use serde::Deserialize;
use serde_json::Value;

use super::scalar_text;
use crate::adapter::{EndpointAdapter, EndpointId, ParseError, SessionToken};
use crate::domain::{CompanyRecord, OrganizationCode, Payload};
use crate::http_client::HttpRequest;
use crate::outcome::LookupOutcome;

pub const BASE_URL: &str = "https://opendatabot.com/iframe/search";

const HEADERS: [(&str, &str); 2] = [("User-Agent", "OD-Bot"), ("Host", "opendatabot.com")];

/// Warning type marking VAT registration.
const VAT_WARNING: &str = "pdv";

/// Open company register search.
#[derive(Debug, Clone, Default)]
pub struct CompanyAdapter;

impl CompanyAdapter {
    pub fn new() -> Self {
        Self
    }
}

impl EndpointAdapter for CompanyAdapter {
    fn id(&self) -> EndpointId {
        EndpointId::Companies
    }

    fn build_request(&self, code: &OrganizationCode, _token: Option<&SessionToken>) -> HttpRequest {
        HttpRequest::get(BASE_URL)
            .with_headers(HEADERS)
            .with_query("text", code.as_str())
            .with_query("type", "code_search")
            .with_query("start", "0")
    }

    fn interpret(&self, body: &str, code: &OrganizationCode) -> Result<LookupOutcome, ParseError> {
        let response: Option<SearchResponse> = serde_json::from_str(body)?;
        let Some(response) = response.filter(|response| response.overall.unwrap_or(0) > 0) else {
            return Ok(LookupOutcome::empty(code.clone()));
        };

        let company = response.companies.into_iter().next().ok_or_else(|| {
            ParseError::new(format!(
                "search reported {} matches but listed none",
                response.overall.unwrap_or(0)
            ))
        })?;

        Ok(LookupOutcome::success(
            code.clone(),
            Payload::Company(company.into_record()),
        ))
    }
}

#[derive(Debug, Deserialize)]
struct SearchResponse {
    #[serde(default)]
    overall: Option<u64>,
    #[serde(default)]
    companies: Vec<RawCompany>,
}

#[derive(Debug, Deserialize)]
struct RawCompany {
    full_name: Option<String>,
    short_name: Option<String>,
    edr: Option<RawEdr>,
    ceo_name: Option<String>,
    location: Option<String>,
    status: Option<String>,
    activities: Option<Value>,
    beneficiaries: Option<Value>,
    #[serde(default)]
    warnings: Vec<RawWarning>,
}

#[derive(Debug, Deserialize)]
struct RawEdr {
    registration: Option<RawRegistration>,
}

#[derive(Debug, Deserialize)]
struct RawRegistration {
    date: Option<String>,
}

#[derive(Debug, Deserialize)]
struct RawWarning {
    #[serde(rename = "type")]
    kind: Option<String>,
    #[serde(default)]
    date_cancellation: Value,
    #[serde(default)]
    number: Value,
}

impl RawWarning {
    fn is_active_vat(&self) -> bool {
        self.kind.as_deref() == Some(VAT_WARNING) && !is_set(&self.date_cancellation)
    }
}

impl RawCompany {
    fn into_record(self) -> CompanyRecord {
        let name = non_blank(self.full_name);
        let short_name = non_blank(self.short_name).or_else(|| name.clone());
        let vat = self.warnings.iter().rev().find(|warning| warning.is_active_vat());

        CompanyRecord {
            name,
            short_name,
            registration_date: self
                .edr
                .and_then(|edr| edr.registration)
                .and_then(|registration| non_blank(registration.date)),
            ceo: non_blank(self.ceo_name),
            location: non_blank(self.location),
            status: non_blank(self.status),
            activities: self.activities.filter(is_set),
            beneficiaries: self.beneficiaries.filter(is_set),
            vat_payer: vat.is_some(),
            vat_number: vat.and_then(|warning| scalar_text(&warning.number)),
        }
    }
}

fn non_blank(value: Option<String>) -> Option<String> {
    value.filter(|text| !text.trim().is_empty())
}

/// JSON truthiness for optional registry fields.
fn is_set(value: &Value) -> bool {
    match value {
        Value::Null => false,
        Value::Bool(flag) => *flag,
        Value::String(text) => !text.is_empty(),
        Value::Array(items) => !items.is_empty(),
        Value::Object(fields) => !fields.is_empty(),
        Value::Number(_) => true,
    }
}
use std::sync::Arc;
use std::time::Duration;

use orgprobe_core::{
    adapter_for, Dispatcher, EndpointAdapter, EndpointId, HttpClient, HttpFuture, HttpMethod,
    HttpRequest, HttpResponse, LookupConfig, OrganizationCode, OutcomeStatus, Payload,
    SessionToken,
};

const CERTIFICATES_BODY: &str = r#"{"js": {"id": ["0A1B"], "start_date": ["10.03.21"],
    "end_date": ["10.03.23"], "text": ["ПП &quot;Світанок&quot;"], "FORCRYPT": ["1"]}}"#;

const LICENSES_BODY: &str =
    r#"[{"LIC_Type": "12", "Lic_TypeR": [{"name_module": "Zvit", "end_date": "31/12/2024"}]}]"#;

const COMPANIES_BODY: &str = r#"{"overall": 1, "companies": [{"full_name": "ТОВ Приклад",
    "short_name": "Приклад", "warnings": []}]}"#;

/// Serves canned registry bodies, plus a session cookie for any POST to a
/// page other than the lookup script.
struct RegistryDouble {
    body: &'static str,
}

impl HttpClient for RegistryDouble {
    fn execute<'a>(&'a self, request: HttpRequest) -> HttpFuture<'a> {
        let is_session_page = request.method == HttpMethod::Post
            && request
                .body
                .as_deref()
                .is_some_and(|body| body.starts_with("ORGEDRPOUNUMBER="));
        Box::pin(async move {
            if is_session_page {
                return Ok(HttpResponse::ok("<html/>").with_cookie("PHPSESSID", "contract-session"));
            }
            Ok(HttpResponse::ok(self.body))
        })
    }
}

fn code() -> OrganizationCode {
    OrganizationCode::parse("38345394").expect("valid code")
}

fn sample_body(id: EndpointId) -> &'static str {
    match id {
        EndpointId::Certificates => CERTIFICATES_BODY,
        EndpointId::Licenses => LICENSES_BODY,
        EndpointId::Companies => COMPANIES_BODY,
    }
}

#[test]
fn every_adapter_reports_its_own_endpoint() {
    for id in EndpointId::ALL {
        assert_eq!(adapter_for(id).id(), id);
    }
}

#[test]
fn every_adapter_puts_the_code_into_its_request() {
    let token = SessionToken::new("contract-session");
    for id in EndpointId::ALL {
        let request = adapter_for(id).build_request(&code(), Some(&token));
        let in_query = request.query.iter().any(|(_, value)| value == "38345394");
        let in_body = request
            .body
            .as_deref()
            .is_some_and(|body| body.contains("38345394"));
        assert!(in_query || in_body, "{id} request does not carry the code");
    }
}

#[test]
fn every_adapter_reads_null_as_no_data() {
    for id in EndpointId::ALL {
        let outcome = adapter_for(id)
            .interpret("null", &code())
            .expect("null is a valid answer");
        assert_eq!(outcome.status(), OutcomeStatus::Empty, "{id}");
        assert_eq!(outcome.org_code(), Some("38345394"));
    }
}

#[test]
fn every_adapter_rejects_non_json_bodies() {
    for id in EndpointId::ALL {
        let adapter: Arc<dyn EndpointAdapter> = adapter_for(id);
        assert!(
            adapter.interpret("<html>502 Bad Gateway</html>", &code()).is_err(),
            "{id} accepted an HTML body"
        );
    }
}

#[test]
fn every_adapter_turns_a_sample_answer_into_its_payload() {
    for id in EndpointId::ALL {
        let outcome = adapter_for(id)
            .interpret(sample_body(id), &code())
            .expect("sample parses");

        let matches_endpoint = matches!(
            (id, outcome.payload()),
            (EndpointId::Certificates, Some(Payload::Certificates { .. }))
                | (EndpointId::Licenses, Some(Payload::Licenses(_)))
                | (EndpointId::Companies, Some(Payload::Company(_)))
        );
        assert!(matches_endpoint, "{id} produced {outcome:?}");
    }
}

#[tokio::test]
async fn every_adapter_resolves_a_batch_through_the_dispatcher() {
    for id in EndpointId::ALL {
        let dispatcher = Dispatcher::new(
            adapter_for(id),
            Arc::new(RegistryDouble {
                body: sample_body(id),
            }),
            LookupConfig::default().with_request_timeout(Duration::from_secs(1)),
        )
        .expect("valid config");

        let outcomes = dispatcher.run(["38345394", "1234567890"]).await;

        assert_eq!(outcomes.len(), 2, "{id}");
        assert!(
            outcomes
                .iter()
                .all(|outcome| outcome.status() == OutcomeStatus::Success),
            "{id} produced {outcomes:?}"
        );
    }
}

::::::::

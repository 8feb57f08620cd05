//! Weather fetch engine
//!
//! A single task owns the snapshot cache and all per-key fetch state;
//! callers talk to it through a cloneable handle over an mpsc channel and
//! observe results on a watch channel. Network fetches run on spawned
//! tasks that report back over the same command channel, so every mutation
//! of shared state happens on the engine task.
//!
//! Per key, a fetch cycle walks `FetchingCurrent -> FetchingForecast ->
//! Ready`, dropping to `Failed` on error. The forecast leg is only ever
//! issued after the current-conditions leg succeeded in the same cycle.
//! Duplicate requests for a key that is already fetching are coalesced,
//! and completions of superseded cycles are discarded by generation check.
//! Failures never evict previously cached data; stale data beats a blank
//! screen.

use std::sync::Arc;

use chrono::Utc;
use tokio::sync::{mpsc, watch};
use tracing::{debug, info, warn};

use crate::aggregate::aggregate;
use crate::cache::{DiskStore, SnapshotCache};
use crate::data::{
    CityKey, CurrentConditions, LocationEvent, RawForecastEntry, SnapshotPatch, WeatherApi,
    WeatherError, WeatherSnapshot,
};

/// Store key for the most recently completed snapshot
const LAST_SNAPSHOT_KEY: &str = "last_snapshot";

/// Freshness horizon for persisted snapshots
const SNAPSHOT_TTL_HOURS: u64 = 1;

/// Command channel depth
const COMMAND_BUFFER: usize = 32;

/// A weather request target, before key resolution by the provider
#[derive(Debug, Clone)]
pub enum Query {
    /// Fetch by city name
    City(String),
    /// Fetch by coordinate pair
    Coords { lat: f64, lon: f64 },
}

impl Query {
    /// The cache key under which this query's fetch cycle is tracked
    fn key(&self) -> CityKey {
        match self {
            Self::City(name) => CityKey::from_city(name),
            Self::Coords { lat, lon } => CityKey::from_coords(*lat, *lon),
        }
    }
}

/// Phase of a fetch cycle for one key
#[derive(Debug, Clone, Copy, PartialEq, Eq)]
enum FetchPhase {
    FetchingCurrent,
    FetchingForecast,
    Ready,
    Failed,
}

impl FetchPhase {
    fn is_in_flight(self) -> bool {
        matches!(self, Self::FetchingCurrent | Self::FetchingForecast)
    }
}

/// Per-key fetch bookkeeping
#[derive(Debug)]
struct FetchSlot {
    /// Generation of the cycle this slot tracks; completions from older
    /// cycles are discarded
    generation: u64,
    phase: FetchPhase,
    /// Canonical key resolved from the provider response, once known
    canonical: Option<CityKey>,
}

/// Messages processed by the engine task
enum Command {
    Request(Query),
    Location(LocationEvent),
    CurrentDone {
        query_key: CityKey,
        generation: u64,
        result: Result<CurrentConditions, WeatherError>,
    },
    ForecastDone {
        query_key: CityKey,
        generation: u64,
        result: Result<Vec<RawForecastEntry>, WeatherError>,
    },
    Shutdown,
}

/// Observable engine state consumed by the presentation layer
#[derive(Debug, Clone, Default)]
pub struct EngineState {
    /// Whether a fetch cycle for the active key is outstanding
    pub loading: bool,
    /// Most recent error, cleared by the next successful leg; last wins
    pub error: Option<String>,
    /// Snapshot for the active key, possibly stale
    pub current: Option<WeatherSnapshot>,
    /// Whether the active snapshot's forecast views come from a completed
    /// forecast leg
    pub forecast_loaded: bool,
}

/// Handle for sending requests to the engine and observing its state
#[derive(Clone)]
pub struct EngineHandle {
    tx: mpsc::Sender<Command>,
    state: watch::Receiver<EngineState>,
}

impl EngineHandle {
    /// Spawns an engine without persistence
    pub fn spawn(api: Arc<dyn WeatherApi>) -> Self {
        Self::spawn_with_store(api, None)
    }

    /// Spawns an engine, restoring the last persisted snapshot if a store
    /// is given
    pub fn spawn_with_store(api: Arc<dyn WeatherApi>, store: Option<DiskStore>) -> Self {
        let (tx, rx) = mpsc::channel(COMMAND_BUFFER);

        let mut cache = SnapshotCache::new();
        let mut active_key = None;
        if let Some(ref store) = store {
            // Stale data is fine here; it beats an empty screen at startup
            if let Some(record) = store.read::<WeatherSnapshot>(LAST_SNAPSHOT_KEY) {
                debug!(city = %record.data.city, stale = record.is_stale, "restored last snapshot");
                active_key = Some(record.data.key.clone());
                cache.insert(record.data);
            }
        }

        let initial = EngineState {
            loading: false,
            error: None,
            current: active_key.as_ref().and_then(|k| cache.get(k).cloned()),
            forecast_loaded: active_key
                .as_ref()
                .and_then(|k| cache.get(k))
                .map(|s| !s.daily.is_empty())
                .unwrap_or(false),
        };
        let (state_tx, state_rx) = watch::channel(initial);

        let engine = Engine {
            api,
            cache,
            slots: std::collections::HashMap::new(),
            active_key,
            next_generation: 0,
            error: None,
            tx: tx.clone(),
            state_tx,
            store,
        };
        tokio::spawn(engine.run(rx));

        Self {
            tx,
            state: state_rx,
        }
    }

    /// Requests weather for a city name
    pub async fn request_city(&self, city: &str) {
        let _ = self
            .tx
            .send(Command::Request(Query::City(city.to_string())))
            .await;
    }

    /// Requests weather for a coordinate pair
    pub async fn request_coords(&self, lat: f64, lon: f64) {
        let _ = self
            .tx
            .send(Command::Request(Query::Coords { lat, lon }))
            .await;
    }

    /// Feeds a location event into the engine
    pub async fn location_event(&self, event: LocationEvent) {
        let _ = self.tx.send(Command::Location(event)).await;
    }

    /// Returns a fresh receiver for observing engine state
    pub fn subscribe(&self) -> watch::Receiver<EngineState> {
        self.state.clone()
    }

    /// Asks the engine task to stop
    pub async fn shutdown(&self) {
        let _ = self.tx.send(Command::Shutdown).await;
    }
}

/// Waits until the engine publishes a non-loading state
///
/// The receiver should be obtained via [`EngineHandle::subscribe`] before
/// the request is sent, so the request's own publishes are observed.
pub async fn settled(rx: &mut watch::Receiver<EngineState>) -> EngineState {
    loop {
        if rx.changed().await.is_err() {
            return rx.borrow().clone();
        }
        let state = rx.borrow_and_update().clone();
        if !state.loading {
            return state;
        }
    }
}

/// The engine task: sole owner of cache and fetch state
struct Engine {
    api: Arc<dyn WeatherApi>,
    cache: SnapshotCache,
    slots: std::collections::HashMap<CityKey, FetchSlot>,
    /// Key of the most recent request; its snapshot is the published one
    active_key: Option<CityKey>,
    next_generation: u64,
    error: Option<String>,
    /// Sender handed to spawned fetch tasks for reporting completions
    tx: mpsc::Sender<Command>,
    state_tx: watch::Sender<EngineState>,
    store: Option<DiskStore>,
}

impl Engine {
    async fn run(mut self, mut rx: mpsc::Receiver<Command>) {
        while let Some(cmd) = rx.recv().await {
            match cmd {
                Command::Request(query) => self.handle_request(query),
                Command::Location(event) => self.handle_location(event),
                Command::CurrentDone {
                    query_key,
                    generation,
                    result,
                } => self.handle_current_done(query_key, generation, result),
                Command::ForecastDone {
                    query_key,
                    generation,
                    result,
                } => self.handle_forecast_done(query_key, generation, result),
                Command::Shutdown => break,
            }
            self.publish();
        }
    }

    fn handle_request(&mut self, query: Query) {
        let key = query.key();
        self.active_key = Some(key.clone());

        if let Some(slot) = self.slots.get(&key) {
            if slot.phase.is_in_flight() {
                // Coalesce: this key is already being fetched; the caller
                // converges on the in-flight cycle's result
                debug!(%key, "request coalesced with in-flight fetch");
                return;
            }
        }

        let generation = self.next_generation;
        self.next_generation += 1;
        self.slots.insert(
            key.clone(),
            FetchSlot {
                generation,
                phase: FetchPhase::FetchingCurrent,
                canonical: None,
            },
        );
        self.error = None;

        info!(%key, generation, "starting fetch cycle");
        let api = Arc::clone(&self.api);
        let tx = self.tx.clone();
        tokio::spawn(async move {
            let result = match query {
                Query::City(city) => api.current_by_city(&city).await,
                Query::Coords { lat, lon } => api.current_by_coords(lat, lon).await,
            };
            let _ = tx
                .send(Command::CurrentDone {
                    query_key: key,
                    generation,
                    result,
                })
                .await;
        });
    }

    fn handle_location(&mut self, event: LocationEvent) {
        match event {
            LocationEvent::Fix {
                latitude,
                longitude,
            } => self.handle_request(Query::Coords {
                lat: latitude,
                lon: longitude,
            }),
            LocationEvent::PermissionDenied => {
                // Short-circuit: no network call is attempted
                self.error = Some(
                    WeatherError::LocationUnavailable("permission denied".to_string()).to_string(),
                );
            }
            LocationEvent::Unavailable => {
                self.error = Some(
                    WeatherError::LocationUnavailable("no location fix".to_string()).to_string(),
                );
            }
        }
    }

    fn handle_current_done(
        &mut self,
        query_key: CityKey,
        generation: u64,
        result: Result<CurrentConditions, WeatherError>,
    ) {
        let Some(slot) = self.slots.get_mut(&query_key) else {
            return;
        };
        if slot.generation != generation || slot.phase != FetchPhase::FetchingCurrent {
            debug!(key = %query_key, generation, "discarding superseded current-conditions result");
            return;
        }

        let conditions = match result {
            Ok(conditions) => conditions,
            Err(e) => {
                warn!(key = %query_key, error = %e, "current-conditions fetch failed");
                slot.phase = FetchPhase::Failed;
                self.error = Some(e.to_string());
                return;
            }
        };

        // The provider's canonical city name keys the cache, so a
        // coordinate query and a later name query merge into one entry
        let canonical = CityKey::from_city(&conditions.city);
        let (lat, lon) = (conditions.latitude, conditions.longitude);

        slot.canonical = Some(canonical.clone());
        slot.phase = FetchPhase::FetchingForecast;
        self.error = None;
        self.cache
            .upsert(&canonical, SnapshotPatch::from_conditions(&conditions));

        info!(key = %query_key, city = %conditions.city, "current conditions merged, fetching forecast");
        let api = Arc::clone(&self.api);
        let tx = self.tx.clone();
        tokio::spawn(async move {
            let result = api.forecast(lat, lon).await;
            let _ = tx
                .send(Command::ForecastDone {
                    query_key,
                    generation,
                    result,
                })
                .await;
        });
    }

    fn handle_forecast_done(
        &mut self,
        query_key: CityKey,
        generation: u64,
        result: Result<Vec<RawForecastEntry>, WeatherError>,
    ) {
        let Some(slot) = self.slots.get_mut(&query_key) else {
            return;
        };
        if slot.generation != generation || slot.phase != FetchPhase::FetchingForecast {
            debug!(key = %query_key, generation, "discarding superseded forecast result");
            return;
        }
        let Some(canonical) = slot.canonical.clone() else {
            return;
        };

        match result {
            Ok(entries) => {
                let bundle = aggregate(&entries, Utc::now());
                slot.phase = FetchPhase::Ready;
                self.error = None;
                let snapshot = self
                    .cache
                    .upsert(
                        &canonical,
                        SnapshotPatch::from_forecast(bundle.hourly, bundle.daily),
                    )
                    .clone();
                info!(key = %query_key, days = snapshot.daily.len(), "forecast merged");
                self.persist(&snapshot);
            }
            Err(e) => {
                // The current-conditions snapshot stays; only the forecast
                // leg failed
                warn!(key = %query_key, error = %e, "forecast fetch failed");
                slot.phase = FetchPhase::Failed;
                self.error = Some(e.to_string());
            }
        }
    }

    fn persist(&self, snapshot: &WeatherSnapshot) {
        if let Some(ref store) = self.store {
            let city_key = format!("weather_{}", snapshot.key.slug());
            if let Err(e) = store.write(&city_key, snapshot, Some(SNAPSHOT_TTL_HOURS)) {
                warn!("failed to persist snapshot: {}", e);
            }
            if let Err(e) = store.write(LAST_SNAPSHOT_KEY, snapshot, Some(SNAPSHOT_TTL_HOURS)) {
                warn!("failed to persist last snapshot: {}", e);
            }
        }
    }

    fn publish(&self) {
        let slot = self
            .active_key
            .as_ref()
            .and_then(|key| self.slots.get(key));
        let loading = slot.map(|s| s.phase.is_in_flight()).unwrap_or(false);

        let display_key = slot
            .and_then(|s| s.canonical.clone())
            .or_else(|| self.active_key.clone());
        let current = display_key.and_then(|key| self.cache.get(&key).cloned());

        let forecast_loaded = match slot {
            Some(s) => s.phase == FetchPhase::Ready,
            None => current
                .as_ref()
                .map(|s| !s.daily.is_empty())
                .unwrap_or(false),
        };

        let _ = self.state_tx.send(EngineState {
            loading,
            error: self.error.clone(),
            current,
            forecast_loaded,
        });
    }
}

::::::::

If a line in the records above includes the string "upsert", copy it.

▸ **COMPLETED TASK**:
            .upsert(&canonical, SnapshotPatch::from_conditions(&conditions));
                    .upsert(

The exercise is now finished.